Flattering has held me back. Y’all, I want to wear sheath dresses. Who gives a crap if Stacy and Clinton decree that they don’t work for my body type? Sure, I love a fit-and-flare dress like it’s clothing cake, but sometimes I want sartorial pie instead. In writing there is a delightful saying: “Learn the rules, so that you can break them.” That is how I have come to feel about wardrobe choices, as well. For a decade of my life, it’s been all waist-cinching, layering, bust-highlighting rules for hourglass Viking princesses. I know what looks good on me, so isn’t it time I got more comfortable with what supposedly doesn’t?

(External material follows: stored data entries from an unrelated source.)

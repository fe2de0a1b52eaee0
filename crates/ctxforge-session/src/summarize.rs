//! C5 — Summarizer.
//!
//! Turns a run of messages into prose via the language model, chunking
//! adaptively so no single request overflows the provider's own limits.
//! Pure extraction helpers are synchronous and infallible; the chunk calls
//! that reach out to a `ChatClient` are the only fallible part.

use std::collections::HashSet;
use std::path::PathBuf;

use ctxforge_core::{CompactionConfig, Error, Message, Result, Role};
use ctxforge_providers::{ChatClient, ChatRequest};

use crate::tokens::{estimate_message, estimate_messages};

const READ_TOOL_NAMES: &[&str] = &["read_file", "search_file", "file_search", "grep_search", "semantic_search"];
const WRITE_TOOL_NAMES: &[&str] = &[
    "write_file",
    "edit_file",
    "create_file",
    "replace_string_in_file",
    "multi_replace_string_in_file",
    "delete_file",
    "rename_file",
];
const PATH_ARG_KEYS: &[&str] = &["path", "file", "filePath", "file_path", "filename", "target_file"];
const ERROR_MARKERS: &[&str] = &["error", "failed", "error:", "permission denied", "not found", "timed out"];

/// Facts pulled mechanically out of a message range, folded into the
/// summary prompt alongside whatever the model itself produces.
#[derive(Debug, Clone, Default)]
pub struct ExtractedMetadata {
    pub files_read: Vec<PathBuf>,
    pub files_modified: Vec<PathBuf>,
    pub recent_tool_failures: Vec<String>,
}

pub fn extract_metadata(messages: &[Message]) -> ExtractedMetadata {
    let mut meta = ExtractedMetadata::default();
    let mut seen_read = HashSet::new();
    let mut seen_written = HashSet::new();

    for message in messages {
        if message.role != Role::Assistant {
            continue;
        }
        for tc in &message.tool_calls {
            let Some(path) = extract_path(&tc.arguments) else { continue };
            if WRITE_TOOL_NAMES.iter().any(|n| n.eq_ignore_ascii_case(&tc.name)) {
                if seen_written.insert(path.clone()) {
                    meta.files_modified.push(path);
                }
            } else if READ_TOOL_NAMES.iter().any(|n| n.eq_ignore_ascii_case(&tc.name)) {
                if seen_read.insert(path.clone()) {
                    meta.files_read.push(path);
                }
            }
        }
    }

    let last_tool_messages: Vec<&Message> = messages.iter().filter(|m| m.role == Role::Tool).rev().take(8).collect();
    for message in last_tool_messages.into_iter().rev() {
        let lower = message.content.to_lowercase();
        if ERROR_MARKERS.iter().any(|marker| lower.contains(marker)) {
            let snippet = if message.content.len() > 200 {
                format!("{}...", &message.content[..safe_boundary(&message.content, 197)])
            } else {
                message.content.clone()
            };
            meta.recent_tool_failures.push(snippet);
        }
    }

    meta
}

fn safe_boundary(s: &str, len: usize) -> usize {
    let mut end = len.min(s.len());
    while end > 0 && !s.is_char_boundary(end) {
        end -= 1;
    }
    end
}

fn extract_path(arguments: &str) -> Option<PathBuf> {
    let value: serde_json::Value = serde_json::from_str(arguments).ok()?;
    let obj = value.as_object()?;
    for key in PATH_ARG_KEYS {
        if let Some(s) = obj.get(*key).and_then(|v| v.as_str()) {
            return Some(PathBuf::from(s));
        }
    }
    None
}

/// Compute the per-chunk token ceiling. When `config.adaptive_chunk_min_ratio`
/// is set, this is `clamp(total_tokens/4, min_ratio*max_context_tokens,
/// max_ratio*max_context_tokens)`; otherwise it's the flat `chunk_max_tokens`.
fn chunk_limit(messages: &[Message], config: &CompactionConfig) -> u32 {
    if config.adaptive_chunk_min_ratio <= 0.0 {
        return config.chunk_max_tokens.max(1);
    }
    let total_tokens = estimate_messages(messages) as f64;
    let min_bound = config.adaptive_chunk_min_ratio as f64 * config.max_context_tokens as f64;
    let max_bound = config.adaptive_chunk_max_ratio as f64 * config.max_context_tokens as f64;
    (total_tokens / 4.0).max(min_bound).min(max_bound).max(1.0) as u32
}

/// Split `messages` into chunks sized to roughly `chunk_limit`, never
/// splitting a single message across two chunks.
pub fn chunk_messages(messages: &[Message], config: &CompactionConfig) -> Vec<Vec<Message>> {
    if messages.is_empty() {
        return vec![];
    }

    let target = chunk_limit(messages, config);

    let mut chunks = Vec::new();
    let mut current = Vec::new();
    let mut current_tokens = 0u32;

    for message in messages {
        let cost = estimate_message(message);
        if !current.is_empty() && current_tokens + cost > target {
            chunks.push(std::mem::take(&mut current));
            current_tokens = 0;
        }
        current_tokens += cost;
        current.push(message.clone());
    }
    if !current.is_empty() {
        chunks.push(current);
    }
    chunks
}

/// Oversize stubbing: any non-system message whose estimated token count
/// exceeds `max_single_msg_ratio * max_context_tokens` is replaced with a
/// short notice before chunking, so a single giant tool result can't crowd
/// out the rest of the range being summarized.
pub fn stub_oversized_messages(messages: &[Message], config: &CompactionConfig) -> Vec<Message> {
    let ceiling = (config.max_single_msg_ratio * config.max_context_tokens as f32) as u32;
    messages
        .iter()
        .map(|m| {
            if m.role != Role::System && estimate_message(m) > ceiling {
                let mut stub = m.clone();
                stub.content = stub_oversized(m);
                stub.tool_calls.clear();
                stub.token_count = None;
                stub
            } else {
                m.clone()
            }
        })
        .collect()
}

fn role_label(role: Role) -> &'static str {
    match role {
        Role::System => "System",
        Role::User => "User",
        Role::Assistant => "Assistant",
        Role::Tool => "Tool Result",
    }
}

/// Tool content is truncated to 2 KiB inside the summarization prompt so a
/// single large tool result doesn't blow up the summarizer's own request.
const PROMPT_TOOL_CONTENT_CAP: usize = 2_048;

fn render_transcript(messages: &[Message]) -> String {
    let mut out = String::new();
    for message in messages {
        let cap = if message.role == Role::Tool { PROMPT_TOOL_CONTENT_CAP } else { message.content.len() };
        let content = if message.content.len() > cap {
            format!("{}...", &message.content[..safe_boundary(&message.content, cap)])
        } else {
            message.content.clone()
        };
        out.push_str(&format!("[{}]: {}\n", role_label(message.role), content));
    }
    out
}

/// A chunk prompt for the very first summarization pass over a range (no
/// prior summary to fold in).
fn structured_prompt(chunk: &[Message], metadata: &ExtractedMetadata) -> String {
    let mut prompt = String::from(
        "Summarize the following portion of an agent conversation. Write exactly these \
         five labeled markdown sections, in this order:\n\
         ## Goal\n\
         ## Progress\n\
         ## Key Decisions\n\
         ## Important Context\n\
         ## Open Issues / Next Steps\n\n",
    );

    if !metadata.files_read.is_empty() {
        prompt.push_str(&format!(
            "Files read: {}\n",
            metadata.files_read.iter().map(|p| p.display().to_string()).collect::<Vec<_>>().join(", ")
        ));
    }
    if !metadata.files_modified.is_empty() {
        prompt.push_str(&format!(
            "Files modified: {}\n",
            metadata.files_modified.iter().map(|p| p.display().to_string()).collect::<Vec<_>>().join(", ")
        ));
    }
    if !metadata.recent_tool_failures.is_empty() {
        prompt.push_str("Recent tool failures:\n");
        for failure in &metadata.recent_tool_failures {
            prompt.push_str(&format!("- {}\n", failure));
        }
    }

    prompt.push_str("\n## Conversation\n");
    prompt.push_str(&render_transcript(chunk));
    prompt
}

/// A chunk prompt for an incremental pass that must merge with a previous
/// summary rather than produce a standalone one.
fn incremental_prompt(chunk: &[Message], previous_summary: &str, metadata: &ExtractedMetadata) -> String {
    let mut prompt = format!(
        "Update the running summary below with the new conversation turns that follow. \
         Keep the same five labeled sections (Goal, Progress, Key Decisions, Important Context, \
         Open Issues) and fold the new information in rather than appending a second copy.\n\n\
         ## Previous Summary\n{}\n",
        previous_summary
    );

    if !metadata.files_modified.is_empty() {
        prompt.push_str(&format!(
            "\nNewly modified files: {}\n",
            metadata.files_modified.iter().map(|p| p.display().to_string()).collect::<Vec<_>>().join(", ")
        ));
    }

    prompt.push_str("\n## New Turns\n");
    prompt.push_str(&render_transcript(chunk));
    prompt
}

/// Summarize `messages` into prose, chunking adaptively and making one
/// `ChatClient::chat` call per chunk. Only the first chunk ever sees
/// `previous_summary` (via the incremental template, when one exists);
/// every other chunk is summarized independently via the structured
/// template and the per-chunk results are joined with a separator —
/// metadata (files read/modified, tool failures) is likewise computed once
/// over the whole range and attached only to the first chunk's prompt, to
/// avoid repeating it in every chunk.
pub async fn summarize(
    client: &dyn ChatClient,
    model: &str,
    messages: &[Message],
    previous_summary: Option<&str>,
    config: &CompactionConfig,
) -> Result<String> {
    if messages.is_empty() {
        return Ok(previous_summary.unwrap_or_default().to_string());
    }

    let stubbed = stub_oversized_messages(messages, config);
    let metadata = extract_metadata(&stubbed);
    let chunks = chunk_messages(&stubbed, config);
    let mut parts = Vec::with_capacity(chunks.len());

    for (i, chunk) in chunks.iter().enumerate() {
        let prompt = if i == 0 {
            match previous_summary {
                Some(prev) => incremental_prompt(chunk, prev, &metadata),
                None => structured_prompt(chunk, &metadata),
            }
        } else {
            structured_prompt(chunk, &ExtractedMetadata::default())
        };

        let request = ChatRequest {
            model: model.to_string(),
            messages: vec![Message::user(prompt)],
            tools: vec![],
            max_tokens: config.summary_max_tokens,
            temperature: Some(0.3),
        };

        let response = client
            .chat(request)
            .await
            .map_err(|e| Error::Internal(format!("summarization chunk failed: {e}")))?;

        parts.push(response.content);
    }

    Ok(parts.join("\n\n---\n\n"))
}

/// Produce a placeholder summary without calling the model, used when a
/// single message is itself too large to summarize sensibly (e.g. a
/// multi-megabyte tool result) — stubs it out with a note of its size.
pub fn stub_oversized(message: &Message) -> String {
    format!(
        "[{} message omitted: {} bytes exceeded the summarizable size]",
        role_label(message.role),
        message.content.len()
    )
}

#[cfg(test)]
mod tests {
    use super::*;
    use ctxforge_core::ToolCall;

    #[test]
    fn extracts_modified_and_read_files_by_tool_name() {
        let msgs = vec![
            Message::assistant_with_tool_calls("", vec![ToolCall::new("c1", "read_file", r#"{"path":"a.rs"}"#)]),
            Message::assistant_with_tool_calls("", vec![ToolCall::new("c2", "write_file", r#"{"file_path":"b.rs"}"#)]),
        ];
        let meta = extract_metadata(&msgs);
        assert_eq!(meta.files_read, vec![PathBuf::from("a.rs")]);
        assert_eq!(meta.files_modified, vec![PathBuf::from("b.rs")]);
    }

    #[test]
    fn scans_only_last_eight_tool_messages_for_failures() {
        let mut msgs = vec![Message::tool_result("c0", "Error: old failure")];
        for i in 0..8 {
            msgs.push(Message::tool_result(format!("c{}", i + 1), "ok"));
        }
        let meta = extract_metadata(&msgs);
        assert!(meta.recent_tool_failures.is_empty());
    }

    #[test]
    fn detects_error_markers_without_the_word_error_or_failed() {
        let msgs = vec![
            Message::tool_result("c0", "permission denied: /etc/shadow"),
            Message::tool_result("c1", "no such file, not found"),
            Message::tool_result("c2", "request timed out"),
        ];
        let meta = extract_metadata(&msgs);
        assert_eq!(meta.recent_tool_failures.len(), 3);
    }

    #[test]
    fn recognizes_additional_spec_tool_names() {
        let msgs = vec![
            Message::assistant_with_tool_calls("", vec![ToolCall::new("c1", "grep_search", r#"{"target_file":"a.rs"}"#)]),
            Message::assistant_with_tool_calls("", vec![ToolCall::new("c2", "delete_file", r#"{"filePath":"b.rs"}"#)]),
        ];
        let meta = extract_metadata(&msgs);
        assert_eq!(meta.files_read, vec![PathBuf::from("a.rs")]);
        assert_eq!(meta.files_modified, vec![PathBuf::from("b.rs")]);
    }

    #[test]
    fn chunking_never_splits_below_one_message() {
        let msgs = vec![Message::user("a".repeat(50_000))];
        let config = CompactionConfig { adaptive_chunk_min_ratio: 0.0, chunk_max_tokens: 100, ..CompactionConfig::default() };
        let chunks = chunk_messages(&msgs, &config);
        assert_eq!(chunks.len(), 1);
        assert_eq!(chunks[0].len(), 1);
    }

    #[test]
    fn chunking_groups_small_messages_together() {
        let msgs: Vec<Message> = (0..20).map(|i| Message::user(format!("msg {}", i))).collect();
        let config = CompactionConfig { adaptive_chunk_min_ratio: 0.0, chunk_max_tokens: 10_000, ..CompactionConfig::default() };
        let chunks = chunk_messages(&msgs, &config);
        assert_eq!(chunks.len(), 1);
    }

    #[test]
    fn adaptive_chunk_limit_respects_configured_ratio_bounds() {
        let msgs: Vec<Message> = (0..5).map(|i| Message::user(format!("m{}", i))).collect();
        let config = CompactionConfig {
            max_context_tokens: 1_000,
            adaptive_chunk_min_ratio: 0.15,
            adaptive_chunk_max_ratio: 0.40,
            ..CompactionConfig::default()
        };
        // total/4 for these tiny messages is far below 0.15*1000=150, so the
        // lower ratio bound should win.
        assert_eq!(chunk_limit(&msgs, &config), 150);
    }

    #[test]
    fn oversized_message_is_stubbed_before_chunking() {
        let msgs = vec![Message::user("x".repeat(10_000))];
        let config = CompactionConfig { max_context_tokens: 1_000, max_single_msg_ratio: 0.1, ..CompactionConfig::default() };
        let stubbed = stub_oversized_messages(&msgs, &config);
        assert!(stubbed[0].content.contains("omitted"));
    }

    #[test]
    fn system_messages_are_never_stubbed() {
        let msgs = vec![Message::system("x".repeat(10_000))];
        let config = CompactionConfig { max_context_tokens: 1_000, max_single_msg_ratio: 0.1, ..CompactionConfig::default() };
        let stubbed = stub_oversized_messages(&msgs, &config);
        assert_eq!(stubbed[0].content.len(), 10_000);
    }

    #[test]
    fn stub_reports_size_without_calling_model() {
        let m = Message::tool_result("c1", "x".repeat(10));
        let stub = stub_oversized(&m);
        assert!(stub.contains("10 bytes"));
    }
}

This summer, I pulled the trigger on my first sheath dress. One of my favorite independent pattern companies, Colette, came out with a lovely little column dress that I gleefully ordered. I tweaked the lines of the pattern a bit—scooping out a bit at the waist for a suggestion of curves—but at the end of the day, it’s a sheath dress. It is exactly the wrong thing for my body type and I adore it. The dress is absurdly comfortable, easy to throw on if I’m in a hurry, and dresses up beautifully. Initially, though, it made me uneasy. I’d pair it with a belt, cardigan, and heels, in an effort to remind the world that I understood my body type. Wear a sheath dress, Grace, but remember who you are! Slowly, however, the accessories disappeared.
I don’t get as many compliments on this dress as my full-skirted, cinched pieces, but who cares? When I wear it, my inner 1960’s ingenue perks up, giving the camera her best Audrey Hepburn smirk. If no one else sees that, I don’t mind. Some days even the Swedish milkmaid wants to feel sweet and delicate. Why shouldn’t she? We are entirely too bound by all those supposed rules, when at the end of the day, our clothes should please only ourselves. I’m all for looking pulled together and stylish, but my style is my own, not one handed to me by society.
I propose we stop obsessing over the styles that work for us. Wear the skirt you love, but is made for the tiny-waisted. Buy that tiki dress you covet, despite the model’s larger chest bunnies. Don a swimsuit without a skirt, because cellulite should not hold you back.
Wear the things that scare you, darling. Society can go suck an egg, if it doesn’t think them flattering.